Away here at the bottom of the world, we have been experiencing this week's tumult in Baltimore, Maryland, in the modern way: through the real-time thrill, outrage and fuzzy context of live tweeting, brutal images and shaky Periscope streams.
It is worth taking a step back from the spectacle and thinking about how and why Freddie Gray was arrested then bundled into a police van where his spine was broken. If the actual means of his death was unusual, his death in police custody was less so – and his arrest for essentially no reason was just the daily reality of America's drug war.
David Simon, the former Baltimore Sun reporter who went on to create The Wire, explained it this week in an interview with The Marshall Project:
The part that seems systemic and connected is that the drug war — which Baltimore waged as aggressively as any American city — was transforming in terms of police/community relations, in terms of trust, particularly between the black community and the police department. Probable cause was destroyed by the drug war. It happened in stages, but even in the time that I was a police reporter, which would have been the early 80s to the early 90s, the need for police officers to address the basic rights of the people they were policing in Baltimore was minimized. It was done almost as a plan by the local government, by police commissioners and mayors, and it not only made everybody in these poor communities vulnerable to the most arbitrary behavior on the part of the police officers, it taught police officers how not to distinguish in ways that they once did.

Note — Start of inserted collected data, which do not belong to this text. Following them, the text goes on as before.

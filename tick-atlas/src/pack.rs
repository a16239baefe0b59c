//! Free-area rectangle packing.
//!
//! Every placed rect reserves one extra unit to its right and below it, so
//! neighbouring assets never bleed into each other when sampled.

use glam::Vec2;

/// Free space thinner than this next to a placed rect is dropped instead of
/// being kept as its own free area.
pub const SLACK: f32 = 5.0;

#[derive(Debug, Clone, Copy, Default, PartialEq, serde::Serialize, serde::Deserialize)]
pub struct Rect {
    pub x: f32,
    pub y: f32,
    pub width: f32,
    pub height: f32,
}

impl Rect {
    pub const fn new(x: f32, y: f32, width: f32, height: f32) -> Self {
        Self {
            x,
            y,
            width,
            height,
        }
    }

    pub fn from_position_size(position: Vec2, size: Vec2) -> Self {
        Self::new(position.x, position.y, size.x, size.y)
    }

    pub fn position(&self) -> Vec2 {
        glam::vec2(self.x, self.y)
    }

    pub fn size(&self) -> Vec2 {
        glam::vec2(self.width, self.height)
    }
}

/// Index of a rect request inside a [`Canvas`].
#[derive(Debug, Clone, Copy, PartialEq, Eq, Hash, PartialOrd, Ord)]
pub struct PackId(pub(crate) usize);

impl PackId {
    pub fn index(self) -> usize {
        self.0
    }
}

/// Unoccupied regions of a canvas during a single packing attempt.
#[derive(Debug, Clone)]
pub struct FreeAreas {
    rects: Vec<Rect>,
}

impl FreeAreas {
    pub fn new(width: f32, height: f32, reserve: usize) -> Self {
        let mut rects = Vec::with_capacity(reserve.max(1));
        rects.push(Rect::new(0.0, 0.0, width, height));
        Self { rects }
    }

    pub fn rects(&self) -> &[Rect] {
        &self.rects
    }

    pub fn len(&self) -> usize {
        self.rects.len()
    }

    pub fn is_empty(&self) -> bool {
        self.rects.is_empty()
    }

    /// Places a `width` x `height` rect into the first free area that can hold
    /// it plus its padding, returning the top-left corner it was given.
    ///
    /// `None` means the canvas is too small for this rect at its current size.
    pub fn place(&mut self, width: f32, height: f32) -> Option<Vec2> {
        let w = width.ceil();
        let h = height.ceil();
        let index = self
            .rects
            .iter()
            .position(|r| r.width >= w + 1.0 && r.height >= h + 1.0)?;

        let free = &mut self.rects[index];
        let position = free.position();
        let fills_width = w + SLACK >= free.width;
        let fills_height = h + SLACK >= free.height;

        match (fills_width, fills_height) {
            (true, true) => {
                self.rects.remove(index);
            }
            (true, false) => {
                free.y += h + 1.0;
                free.height -= h + 1.0;
            }
            (false, true) => {
                free.x += w + 1.0;
                free.width -= w + 1.0;
            }
            (false, false) => {
                let right = Rect::new(free.x + w + 1.0, free.y, free.width - w - 1.0, h + 1.0);
                free.y += h + 1.0;
                free.height -= h + 1.0;
                self.rects.push(right);
            }
        }
        Some(position)
    }
}

#[derive(Debug, Clone, PartialEq)]
pub struct Packing {
    pub width: f32,
    pub height: f32,
    /// Top-left corner of every input rect, in input order.
    pub positions: Vec<Vec2>,
}

fn grow(width: &mut f32, height: &mut f32) {
    if *height > *width {
        *width *= 2.0;
    } else {
        *height *= 2.0;
    }
}

/// Packs `sizes` into the smallest power-of-two canvas this placement policy
/// finds, placing the tallest rects first.
///
/// Sizes must be finite and non-negative.
pub fn pack(sizes: &[Vec2]) -> Packing {
    debug_assert!(sizes
        .iter()
        .all(|s| s.is_finite() && s.x >= 0.0 && s.y >= 0.0));

    let mut order = (0..sizes.len()).collect::<Vec<_>>();
    order.sort_by(|&a, &b| sizes[b].y.total_cmp(&sizes[a].y));

    let area: f32 = sizes.iter().map(|s| s.x * s.y).sum();
    let mut width = 1.0;
    let mut height = 1.0;
    while width * height < area {
        grow(&mut width, &mut height);
    }

    let mut positions = vec![Vec2::ZERO; sizes.len()];
    'attempt: loop {
        log::debug!("packing area {} into {}x{}", area, width, height);
        let mut free = FreeAreas::new(width, height, sizes.len());
        for &id in &order {
            let size = sizes[id];
            log::trace!("{} - {}x{}", id, size.x, size.y);
            match free.place(size.x, size.y) {
                Some(position) => positions[id] = position,
                None => {
                    grow(&mut width, &mut height);
                    continue 'attempt;
                }
            }
        }
        return Packing {
            width,
            height,
            positions,
        };
    }
}

/// Rect requests addressed by [`PackId`], and their placement once computed.
#[derive(Debug, Clone, Default)]
pub struct Canvas {
    width: f32,
    height: f32,
    rects: Vec<Rect>,
}

impl Canvas {
    pub fn with_capacity(reserve: usize) -> Self {
        Self {
            width: 0.0,
            height: 0.0,
            rects: Vec::with_capacity(reserve),
        }
    }

    pub fn add_rect(&mut self, width: f32, height: f32) -> PackId {
        self.rects.push(Rect::new(0.0, 0.0, width, height));
        PackId(self.rects.len() - 1)
    }

    /// Finds a canvas size and a position for every requested rect.
    pub fn compute(&mut self) {
        let sizes = self.rects.iter().map(Rect::size).collect::<Vec<_>>();
        let packing = pack(&sizes);
        self.width = packing.width;
        self.height = packing.height;
        for (rect, position) in self.rects.iter_mut().zip(packing.positions) {
            rect.x = position.x;
            rect.y = position.y;
        }
    }

    pub fn rect(&self, id: PackId) -> Option<Rect> {
        self.rects.get(id.0).copied()
    }

    pub fn rects(&self) -> &[Rect] {
        &self.rects
    }

    pub fn width(&self) -> f32 {
        self.width
    }

    pub fn height(&self) -> f32 {
        self.height
    }

    pub fn size(&self) -> Vec2 {
        glam::vec2(self.width, self.height)
    }

    pub fn len(&self) -> usize {
        self.rects.len()
    }

    pub fn is_empty(&self) -> bool {
        self.rects.is_empty()
    }
}
impl<T: BufferData> CpuBuffer<T> {
    pub fn new(device: &wgpu::Device, data: T, usage: wgpu::BufferUsages) -> Self {
        let contents = data.as_bytes();
        let (buffer, buffer_size) = if contents.is_empty() {
            (
                device.create_buffer(&wgpu::BufferDescriptor {
                    label: None,
                    size: data.capacity_in_bytes(),
                    usage,
                    mapped_at_creation: false,
                }),
                data.capacity_in_bytes(),
            )
        } else {
            (
                device.create_buffer_init(&wgpu::util::BufferInitDescriptor {
                    label: None,
                    contents,
                    usage,
                }),
                contents.len() as _,
            )
        };
        Self {
            data,
            buffer,
            buffer_size,
            usage,
        }
    }

    #[inline(always)]
    fn flush(&mut self, device: &wgpu::Device, queue: &wgpu::Queue) {
        debug_assert!(self.data.capacity_in_bytes() >= self.data.size_in_bytes());
        if self.buffer_size < self.data.size_in_bytes() {
            self.buffer_size = self.data.capacity_in_bytes();
            self.buffer = device.create_buffer(&wgpu::BufferDescriptor {
                label: None,
                size: self.buffer_size,
                usage: self.usage,
                mapped_at_creation: false,
            });
        }
        queue.write_buffer(&self.buffer, 0, self.data.as_bytes());
    }

    /// Blocks until the GPU copy of the buffer is mapped and copies it back.
    fn pull(&mut self, device: &wgpu::Device) -> Result<(), Error> {
        let slice = self.buffer.slice(..);
        let (tx, rx) = std::sync::mpsc::channel();
        slice.map_async(wgpu::MapMode::Read, move |r| {
            let _ = tx.send(r);
        });
        device.poll(wgpu::Maintain::Wait);
        rx.recv()
            .map_err(|e| Error::Readback(e.to_string()))?
            .map_err(|e| Error::Readback(format!("{:?}", e)))?;
        {
            let view = slice.get_mapped_range();
            self.data.from_bytes(&view);
        }
        self.buffer.unmap();
        Ok(())
    }

    #[inline(always)]
    fn update(&mut self, device: &wgpu::Device, queue: &wgpu::Queue, mut f: impl FnMut(&mut T)) {
        f(&mut self.data);
        self.flush(device, queue);
    }

    #[inline(always)]
    fn get(&self) -> &T {
        &self.data
    }

    pub fn size(&self) -> u64 {
        self.data.size_in_bytes()
    }
}
use std::{
    fs::File,
    io::BufReader,
    path::{Path, PathBuf},
};

use crate::Error;

#[derive(Debug, Clone, PartialEq, serde::Serialize, serde::Deserialize)]
#[serde(default)]
pub struct BuildOptions {
    /// Number of assets to make room for up front.
    pub reserve: usize,
    /// Assets rendered per tick. Values below 1 are treated as 1.
    pub step: usize,
    /// Mip levels of the finished atlas. Values below 1 are treated as 1.
    pub mipmap_levels: u32,
    /// Writes the captured atlas, premultiplied alpha as rendered, to this
    /// PNG file when set.
    pub dump_path: Option<PathBuf>,
}

impl Default for BuildOptions {
    fn default() -> Self {
        Self {
            reserve: 16,
            step: 1,
            mipmap_levels: 1,
            dump_path: None,
        }
    }
}

impl BuildOptions {
    pub fn from_json(json: &str) -> Result<Self, Error> {
        Ok(serde_json::from_str(json)?)
    }

    pub fn load<P: AsRef<Path>>(path: P) -> Result<Self, Error> {
        let file = File::open(path)?;
        Ok(serde_json::from_reader(BufReader::new(file))?)
    }
}
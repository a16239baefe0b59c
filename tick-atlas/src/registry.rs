use std::path::PathBuf;

use glam::Vec2;

use crate::{pack::PackId, Error};

/// Position of an asset in the order it was reserved.
#[derive(Debug, Clone, Copy, PartialEq, Eq, Hash, PartialOrd, Ord)]
pub struct AssetId(pub(crate) usize);

impl AssetId {
    pub fn index(self) -> usize {
        self.0
    }
}

#[derive(Debug, Clone, PartialEq, Eq, serde::Serialize, serde::Deserialize)]
pub struct FontSource {
    pub path: PathBuf,
    /// Pixel height the font is baked at.
    pub size: u32,
    /// Face inside a font collection, 0 for plain font files.
    pub face_index: u32,
}

pub struct ImageAsset<D> {
    pack_id: PackId,
    size: Vec2,
    pub(crate) draw: D,
}

impl<D> ImageAsset<D> {
    pub fn pack_id(&self) -> PackId {
        self.pack_id
    }

    pub fn size(&self) -> Vec2 {
        self.size
    }
}

pub struct FontAsset<T> {
    pack_id: Option<PackId>,
    source: FontSource,
    font: Option<T>,
}

impl<T> FontAsset<T> {
    /// `None` until the font has been baked and its footprint registered.
    pub fn pack_id(&self) -> Option<PackId> {
        self.pack_id
    }

    pub fn source(&self) -> &FontSource {
        &self.source
    }

    pub fn font(&self) -> Option<&T> {
        self.font.as_ref()
    }

    pub(crate) fn set_baked(&mut self, pack_id: PackId, font: T) {
        self.pack_id = Some(pack_id);
        self.font = Some(font);
    }

    pub(crate) fn replace_font(&mut self, font: T) -> Option<T> {
        self.font.replace(font)
    }
}

pub enum Asset<D, T> {
    Image(ImageAsset<D>),
    Font(FontAsset<T>),
}

impl<D, T> Asset<D, T> {
    pub fn pack_id(&self) -> Option<PackId> {
        match self {
            Asset::Image(image) => Some(image.pack_id),
            Asset::Font(font) => font.pack_id,
        }
    }

    pub fn kind(&self) -> &'static str {
        match self {
            Asset::Image(_) => "an image",
            Asset::Font(_) => "a font",
        }
    }
}

/// Append-only list of reserved assets.
pub struct AssetRegistry<D, T> {
    assets: Vec<Asset<D, T>>,
    font_count: usize,
}

impl<D, T> AssetRegistry<D, T> {
    pub fn with_capacity(reserve: usize) -> Self {
        Self {
            assets: Vec::with_capacity(reserve),
            font_count: 0,
        }
    }

    fn push(&mut self, asset: Asset<D, T>) -> AssetId {
        if self.assets.len() == self.assets.capacity() {
            self.assets.reserve_exact(1);
        }
        self.assets.push(asset);
        AssetId(self.assets.len() - 1)
    }

    pub fn push_image(&mut self, pack_id: PackId, size: Vec2, draw: D) -> AssetId {
        self.push(Asset::Image(ImageAsset {
            pack_id,
            size,
            draw,
        }))
    }

    pub fn push_font(&mut self, source: FontSource) -> AssetId {
        self.font_count += 1;
        self.push(Asset::Font(FontAsset {
            pack_id: None,
            source,
            font: None,
        }))
    }

    pub fn len(&self) -> usize {
        self.assets.len()
    }

    pub fn is_empty(&self) -> bool {
        self.assets.is_empty()
    }

    pub fn font_count(&self) -> usize {
        self.font_count
    }

    pub fn iter(&self) -> impl Iterator<Item = (AssetId, &Asset<D, T>)> {
        self.assets.iter().enumerate().map(|(i, a)| (AssetId(i), a))
    }

    pub fn get(&self, id: AssetId) -> Result<&Asset<D, T>, Error> {
        self.assets.get(id.0).ok_or(Error::UnknownAsset(id.0))
    }

    pub fn get_mut(&mut self, id: AssetId) -> Result<&mut Asset<D, T>, Error> {
        self.assets.get_mut(id.0).ok_or(Error::UnknownAsset(id.0))
    }

    pub fn image(&self, id: AssetId) -> Result<&ImageAsset<D>, Error> {
        match self.get(id)? {
            Asset::Image(image) => Ok(image),
            Asset::Font(_) => Err(Error::WrongKind {
                id: id.0,
                expected: "an image",
            }),
        }
    }

    pub fn font(&self, id: AssetId) -> Result<&FontAsset<T>, Error> {
        match self.get(id)? {
            Asset::Font(font) => Ok(font),
            Asset::Image(_) => Err(Error::WrongKind {
                id: id.0,
                expected: "a font",
            }),
        }
    }

    pub fn font_mut(&mut self, id: AssetId) -> Result<&mut FontAsset<T>, Error> {
        match self.get_mut(id)? {
            Asset::Font(font) => Ok(font),
            Asset::Image(_) => Err(Error::WrongKind {
                id: id.0,
                expected: "a font",
            }),
        }
    }

    /// Ids of every font asset, in reservation order.
    ///
    /// Stops early with a warning if fewer fonts are found than were counted.
    pub fn font_ids(&self) -> Vec<AssetId> {
        let mut ids = Vec::with_capacity(self.font_count);
        let mut cursor = 0;
        while ids.len() < self.font_count {
            match self.assets.get(cursor) {
                Some(Asset::Font(_)) => ids.push(AssetId(cursor)),
                Some(Asset::Image(_)) => {}
                None => {
                    log::warn!(
                        "font count appears wrong: expected {}, found {}",
                        self.font_count,
                        ids.len()
                    );
                    break;
                }
            }
            cursor += 1;
        }
        ids
    }
}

Simon is even more lucid on his thesis as to how the War on Drugs destroyed "real policing" – in favour of a system where forces juke their statistics by simply visiting neighbourhoods where the fruit hangs low and making arbitrary arrests – in the award-winning documentary The House I Live In:
This film might be the best indictment of the drug war and its abject failure I've ever seen. It also makes a vivid and explicit connection between drug law and race.
New Zealand's first drug laws – directed at Chinese opium smokers – were an act of racial persecution and they continue to fall most heavily on Maori. In the US, those laws have expanded into a broad assault on African-American communities. Virtually everything that could be wrong about them, is wrong.
The damage is such that a reversal today – and that would be a fond hope – might take two or three generations to work through. And yet, smaller steps help. In the year after Colorado legalised marijuana, black Americans were as dispropotionately represented as ever in arrest statistics:
The total number of charges for pot possession, distribution and cultivation plummeted almost 95%, from about 39,000 in 2010 to just over 2,000 last year.
Even after legalization, blacks were more than twice as likely as whites to be charged with public use of marijuana. Blacks were also much more likely to be charged with illegal cultivation of pot or possession of more than an ounce ...
In 2014, the year Colorado’s recreational marijuana stores opened, blacks were 3.9% of the population but accounted for 9.2% of pot possession arrests.
For illegal marijuana cultivation, the disparities didn’t just persist. They got much worse.
In 2010, whites in Colorado were slightly more likely than blacks to be arrested for growing pot. After legalization, the arrest rate for whites dropped dramatically but ticked up for blacks. In 2014, the arrest rate for blacks was roughly 2.5 times higher.
But it's a proportion of a far lower total. That's the mercy.
You may have watched The House I Live In on Maori Television on Tuesday night, before Media Take. If you didn't, it's there to watch in full on the Maori Television website. I cannot commend it to you highly enough.